Life is not lost by dying; life is lost minute by minute, day by dragging day, in all the thousand, small, uncaring ways.
— Stephen Vincent Benét

A lot can be accomplished in 10 minutes. 

I have been thinking about this since I read Someday is Today, by Matthew Dicks. Dicks is a bit of a productivity guru. While working full time as a teacher, he has written eight books, hosted a podcast, won dozens of storytelling competitions, written a daily blog, and run a wedding DJ business, among other pursuits. 

His book has me thinking more about how much time in my day goes wasted. 

“Time is the most valuable commodity on the planet, and you have just as much of it as the wealthiest people alive. Value it accordingly. Never waste it away.”

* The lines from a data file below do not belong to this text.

//! Runtime counters and a small fault ring.
//!
//! Sensor faults are routine on this hardware (wet enclosure, long probe
//! leads), so they are counted and ringed rather than escalated.  The
//! ring keeps the most recent faults with their timestamps for the serial
//! console to dump on demand.

use crate::clock::Millis;
use crate::error::SensorError;

/// Most recent faults kept for inspection.
pub const FAULT_RING_CAPACITY: usize = 16;

/// One recorded sensor fault.
#[derive(Debug, Clone, Copy, PartialEq, Eq)]
pub struct FaultRecord {
    pub at_ms: Millis,
    pub error: SensorError,
}

/// Counters accumulated over the life of the control loop.
#[derive(Debug, Default)]
pub struct Metrics {
    /// Scheduler passes executed.
    pub ticks: u64,
    /// Mist pump activations.
    pub mist_pulses: u32,
    /// pH doses started (acid and base combined).
    pub doses: u32,
    /// Quarter-turn carrier rotations completed.
    pub rotations: u32,
    /// Total sensor faults observed.
    pub sensor_faults: u32,
    /// The last [`FAULT_RING_CAPACITY`] faults, oldest first.
    pub recent_faults: heapless::Deque<FaultRecord, FAULT_RING_CAPACITY>,
}

impl Metrics {
    pub fn new() -> Self {
        Self::default()
    }

    /// Count a fault and push it into the ring, evicting the oldest when
    /// full.
    pub fn record_sensor_fault(&mut self, at_ms: Millis, error: SensorError) {
        self.sensor_faults += 1;
        if self.recent_faults.is_full() {
            self.recent_faults.pop_front();
        }
        let _ = self.recent_faults.push_back(FaultRecord { at_ms, error });
    }
}
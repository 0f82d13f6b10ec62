//! The board adapter: [`SensorPort`] + [`ActuatorPort`] in one struct.
//!
//! Two compile-time variants share the same shape:
//!
//! * **espidf** — real peripherals per [`crate::pins`]: SHT31 over I²C,
//!   pH probe and LDR on ADC1, HC-SR04 on two GPIOs, four active-low
//!   relays and an A4988 step/dir pair.
//! * **host** — relays and the stepper run against [`SimPin`]s, sensor
//!   reads come from the simulation statics in [`crate::sensors`].  This
//!   variant backs `cargo test` and desk runs of the control loop.

use crate::app::ports::{ActuatorPort, RelayChannel, SensorPort};
use crate::drivers::{Relay, Stepper};

// ═══════════════════════════════════════════════════════════════
//  Host simulation variant
// ═══════════════════════════════════════════════════════════════

#[cfg(not(target_os = "espidf"))]
mod host {
    use super::*;
    use crate::drivers::SimPin;
    use crate::sensors::{light, ph_probe, sht31, ultrasonic};

    pub struct HardwareAdapter {
        relays: [Relay<SimPin>; RelayChannel::COUNT],
        stepper: Stepper<SimPin, SimPin>,
    }

    impl HardwareAdapter {
        pub fn new() -> anyhow::Result<Self> {
            // SimPin is infallible; the Results exist to mirror the
            // board variant's signature.
            let relays = [
                Relay::new(SimPin::new())?,
                Relay::new(SimPin::new())?,
                Relay::new(SimPin::new())?,
                Relay::new(SimPin::new())?,
            ];
            let stepper = Stepper::new(SimPin::new(), SimPin::new())?;
            Ok(Self { relays, stepper })
        }

        /// Test hook: current commanded state of a relay channel.
        pub fn relay_is_on(&self, channel: RelayChannel) -> bool {
            self.relays[channel.index()].is_on()
        }

        /// Test hook: total steps the carrier stepper has issued.
        pub fn stepper_position(&self) -> u32 {
            self.stepper.position()
        }
    }

    impl SensorPort for HardwareAdapter {
        fn read_temperature_c(&mut self) -> f32 {
            sht31::sim_temperature()
        }

        fn read_humidity_pct(&mut self) -> f32 {
            sht31::sim_humidity()
        }

        fn read_ph_raw(&mut self) -> u16 {
            ph_probe::sim_ph_raw()
        }

        fn read_echo_us(&mut self) -> u32 {
            ultrasonic::sim_echo_us()
        }

        fn read_light_raw(&mut self) -> u16 {
            light::sim_light_raw()
        }
    }

    impl ActuatorPort for HardwareAdapter {
        fn set_relay(&mut self, channel: RelayChannel, on: bool) {
            let _ = self.relays[channel.index()].set(on); // Infallible
        }

        fn start_move(&mut self, delta_steps: u32) {
            self.stepper.move_relative(delta_steps);
        }

        fn poll_move(&mut self) -> u32 {
            self.stepper.run().unwrap_or(0) // Infallible
        }
    }
}

#[cfg(not(target_os = "espidf"))]
pub use host::HardwareAdapter;


// ═══════════════════════════════════════════════════════════════
//  ESP-IDF board variant
// ═══════════════════════════════════════════════════════════════

#[cfg(target_os = "espidf")]
mod board {
    use super::*;

    use esp_idf_hal::delay::{Ets, BLOCK};
    use esp_idf_hal::gpio::{AnyIOPin, AnyOutputPin, Input, Output, PinDriver};
    use esp_idf_hal::i2c::{I2cConfig, I2cDriver};
    use esp_idf_hal::peripherals::Peripherals;
    use esp_idf_hal::units::FromValueType;
    use log::warn;

    use crate::pins;

    /// µs pause between step pulses (sets carrier speed, ~1000 steps/s).
    const STEP_INTERVAL_US: u32 = 1_000;
    /// HC-SR04 listen window; past this the surface is out of range.
    const ECHO_TIMEOUT_US: i64 = 30_000;

    type OutPin = PinDriver<'static, AnyOutputPin, Output>;

    pub struct HardwareAdapter {
        relays: [Relay<OutPin>; RelayChannel::COUNT],
        stepper: Stepper<OutPin, OutPin>,
        i2c: I2cDriver<'static>,
        trig: OutPin,
        echo: PinDriver<'static, AnyIOPin, Input>,
    }

    impl HardwareAdapter {
        /// Claim every peripheral the enclosure uses.  Pin assignments
        /// are documented in [`crate::pins`].
        pub fn new(p: Peripherals) -> anyhow::Result<Self> {
            let relays = [
                Relay::new(PinDriver::output(AnyOutputPin::from(p.pins.gpio2))?)?,
                Relay::new(PinDriver::output(AnyOutputPin::from(p.pins.gpio3))?)?,
                Relay::new(PinDriver::output(AnyOutputPin::from(p.pins.gpio4))?)?,
                Relay::new(PinDriver::output(AnyOutputPin::from(p.pins.gpio5))?)?,
            ];

            let stepper = Stepper::new(
                PinDriver::output(AnyOutputPin::from(p.pins.gpio9))?,
                PinDriver::output(AnyOutputPin::from(p.pins.gpio10))?,
            )?;

            let i2c = I2cDriver::new(
                p.i2c0,
                p.pins.gpio41,
                p.pins.gpio42,
                &I2cConfig::new().baudrate(100_u32.kHz().into()),
            )?;

            let trig = PinDriver::output(AnyOutputPin::from(p.pins.gpio6))?;
            let echo = PinDriver::input(AnyIOPin::from(p.pins.gpio7))?;

            unsafe {
                esp_idf_sys::adc1_config_width(esp_idf_sys::adc_bits_width_t_ADC_WIDTH_BIT_12);
                esp_idf_sys::adc1_config_channel_atten(
                    esp_idf_sys::adc1_channel_t_ADC1_CHANNEL_0, // pH, GPIO 1
                    esp_idf_sys::adc_atten_t_ADC_ATTEN_DB_11,
                );
                esp_idf_sys::adc1_config_channel_atten(
                    esp_idf_sys::adc1_channel_t_ADC1_CHANNEL_7, // LDR, GPIO 8
                    esp_idf_sys::adc_atten_t_ADC_ATTEN_DB_11,
                );
            }

            Ok(Self {
                relays,
                stepper,
                i2c,
                trig,
                echo,
            })
        }

        /// Single-shot SHT31 measurement, high repeatability with clock
        /// stretching (command 0x2C06).  Returns (°C, %RH); NaN pairs on
        /// any bus error.
        fn read_sht31(&mut self) -> (f32, f32) {
            let mut buf = [0u8; 6];
            let result = self
                .i2c
                .write(pins::SHT31_I2C_ADDR, &[0x2C, 0x06], BLOCK)
                .and_then(|()| {
                    Ets::delay_ms(20);
                    self.i2c.read(pins::SHT31_I2C_ADDR, &mut buf, BLOCK)
                });
            if let Err(e) = result {
                warn!("sht31 read failed: {e}");
                return (f32::NAN, f32::NAN);
            }
            let t_raw = u16::from_be_bytes([buf[0], buf[1]]);
            let rh_raw = u16::from_be_bytes([buf[3], buf[4]]);
            let t = -45.0 + 175.0 * f32::from(t_raw) / 65_535.0;
            let rh = 100.0 * f32::from(rh_raw) / 65_535.0;
            (t, rh)
        }

        /// Measure one echo pulse width on the HC-SR04 echo pin.
        /// Returns 0 on timeout, the convention the sensor layer maps to
        /// [`crate::error::SensorError::EchoTimeout`].
        fn pulse_in(&mut self) -> u32 {
            let deadline =
                unsafe { esp_idf_sys::esp_timer_get_time() } + ECHO_TIMEOUT_US;

            while self.echo.is_low() {
                if unsafe { esp_idf_sys::esp_timer_get_time() } > deadline {
                    return 0;
                }
            }
            let rise = unsafe { esp_idf_sys::esp_timer_get_time() };
            while self.echo.is_high() {
                if unsafe { esp_idf_sys::esp_timer_get_time() } > deadline {
                    return 0;
                }
            }
            let fall = unsafe { esp_idf_sys::esp_timer_get_time() };
            (fall - rise) as u32
        }
    }

    impl SensorPort for HardwareAdapter {
        fn read_temperature_c(&mut self) -> f32 {
            self.read_sht31().0
        }

        fn read_humidity_pct(&mut self) -> f32 {
            self.read_sht31().1
        }

        fn read_ph_raw(&mut self) -> u16 {
            let raw =
                unsafe { esp_idf_sys::adc1_get_raw(esp_idf_sys::adc1_channel_t_ADC1_CHANNEL_0) };
            raw.max(0) as u16
        }

        fn read_echo_us(&mut self) -> u32 {
            // 10 µs trigger pulse starts a measurement.
            if self.trig.set_high().is_err() {
                return 0;
            }
            Ets::delay_us(10);
            if self.trig.set_low().is_err() {
                return 0;
            }
            self.pulse_in()
        }

        fn read_light_raw(&mut self) -> u16 {
            let raw =
                unsafe { esp_idf_sys::adc1_get_raw(esp_idf_sys::adc1_channel_t_ADC1_CHANNEL_7) };
            raw.max(0) as u16
        }
    }

    impl ActuatorPort for HardwareAdapter {
        fn set_relay(&mut self, channel: RelayChannel, on: bool) {
            if let Err(e) = self.relays[channel.index()].set(on) {
                warn!("relay {channel:?} write failed: {e}");
            }
        }

        fn start_move(&mut self, delta_steps: u32) {
            self.stepper.move_relative(delta_steps);
        }

        fn poll_move(&mut self) -> u32 {
            match self.stepper.run() {
                Ok(remaining) => {
                    if remaining > 0 {
                        Ets::delay_us(STEP_INTERVAL_US);
                    }
                    remaining
                }
                Err(e) => {
                    warn!("step pin write failed: {e}");
                    0
                }
            }
        }
    }
}

#[cfg(target_os = "espidf")]
pub use board::HardwareAdapter;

The comparison of our financial frugality versus how we use our time is interesting. While I expend considerable effort cutting costs, saving money, and looking for good deals on the products I buy (but don’t need), I pay almost no mind to how I am spending my loose time. 

“The problem is that so many of us discount the value of minutes and overestimate the value of an hour or a day or a weekend. We dither away our minutes as if they were useless, assuming that creativity can only happen in increments of an hour or a day or more. What a bunch of hooey.”

Every day I find myself with pockets of 12 minutes, or 17 minutes, or 7 minutes before I need to leave to meet someone or to run an errand. 15 minutes until she gets here, 10 minutes before Trader Joe’s opens. 

Those minutes typically get wasted away, fidgeting around or distracting myself with a YouTube video. But throughout the course of a day, a week, or a month, those minutes add up.

I estimate I have an hour each day unfilled, waiting for the next thing on my to-do list. This means that over a full month, there are thirty hours of productive time waiting to be leveraged. Thirty hours a month dedicated to anything would yield tremendous progress and is worth trying to recapture. 

In the book, Dicks asks the reader to make a list of all the things you can accomplish in ten minutes and post this as a reminder around your home, on your to-do list, etc. This way you can reference it any time you find yourself in these dead zones between what you have done and what you need to do next. 

My initial list reads:

  • Clean any room in my apartment

  • Play with Nappy 

  • Train Nappy 

  • Walk around the block

  • Write a paragraph for the blog

  • Review my goal progress 

  • Meditate 

  • Do my fear/change of state exercise

  • Yoga 

  • Shower

  • Start laundry 

  • Fold laundry 

  • Read 10 pages 

  • Journal

  • Play

  • Make some tea

  • Rest

There are more ways to use this time, and I’ll add to this list as I think of them. 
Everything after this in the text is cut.